IVANOV-has-critic-crying-I-vant-my-three-hours-back-at-The-Repertory-Theatre-through-March-17-20010101

Ivanov
by Anton Chekhov
Directed by Pawel Moroz
at The Repertory Theatre, 23 Norden Street, New Britain
www.nbrep.org

Community theatres deserve a lot of credit.  Theatre is a lot of hard work and an expensive undertaking.  These companies generally lack the rehearsal time and resources of a professional group.  The actors, directors, designers, stage crew, ushers, etc. all put on a show around their day jobs and families for love, not money.

When I see a local company doing the umpty-millionth Neil Simon play because they are inexpensive crowd-pleasers, I nod and understand that the group needs to pay the bills.  When I see that New Britain's Repertory Theatre is staging the 3-hour, rarely-produced Ivanov, I sit up and take notice.  It is hard enough to get one of Connecticut's Tony-winning theatres to tackle a Chekhov, leastways one that is not Three Sisters, The Cherry Orchard or The Seagull.  All that nice stuff being said, The Repertory Theatre's production of the Chekhov tragicomedy is tragic and comic, by and large not intentionally.

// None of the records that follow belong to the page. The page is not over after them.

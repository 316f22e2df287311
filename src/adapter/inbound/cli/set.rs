//! Handler for the `set` subcommands.

use serde_json::json;

use super::context::CommandContext;
use super::output;
use crate::error::{Result, ResultExt};

/// Point the active cluster at `name`.
pub fn profile(ctx: &CommandContext, name: &str) -> Result<()> {
    ctx.active
        .set(name)
        .with_context(|| format!("failed to set active cluster to '{name}'"))?;

    if output::is_json() {
        output::json_output(json!({
            "command": "set.profile",
            "active": name,
        }));
        return Ok(());
    }
    output::success(&format!("Active cluster is now {}", output::highlight(name)));
    Ok(())
}
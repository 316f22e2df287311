//! Shared test utilities available to both unit and integration tests.
//!
//! Enabled via `#[cfg(test)]` (unit tests) or the `testkit` feature
//! (integration tests).
//!
//! # Modules
//!
//! - [`runtime`] - [`FakeRuntime`](runtime::FakeRuntime): in-memory runtime
//!   with call recording, status overrides and failure injection.
//! - [`domain`] - Cluster builders and managers wired to the fakes.

pub mod domain;
pub mod runtime;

The lights rise on a simple garden/drawing room set designed by director Pawel Moroz (with assistance by Michael J. Bane).  It's a smart, flexible design of simple 2x4s with curtains and props that are rearranged to indicate the different locations of the play.  The lighting of tilting tapered candles right next to the drapery added an exciting element of danger in the mostly-wood theatre, as I quickly scanned for emergency exits.

Flanking the stage are white scrims, translucent fabric stretched across boards that when backlit hide nothing.  Scrims are used to show action while separating it from the main playing space.  In this case, the scrim was not meant to serve that purpose and the audience ends up seeing actors waiting to go on stage, whacking into shrubbery when exiting, and stagehands playing with their iPhones.  Next to the scrims are unnecessary screens showing what appear to be houses in New Britain, not the homes of the Russian agrarian middle class. 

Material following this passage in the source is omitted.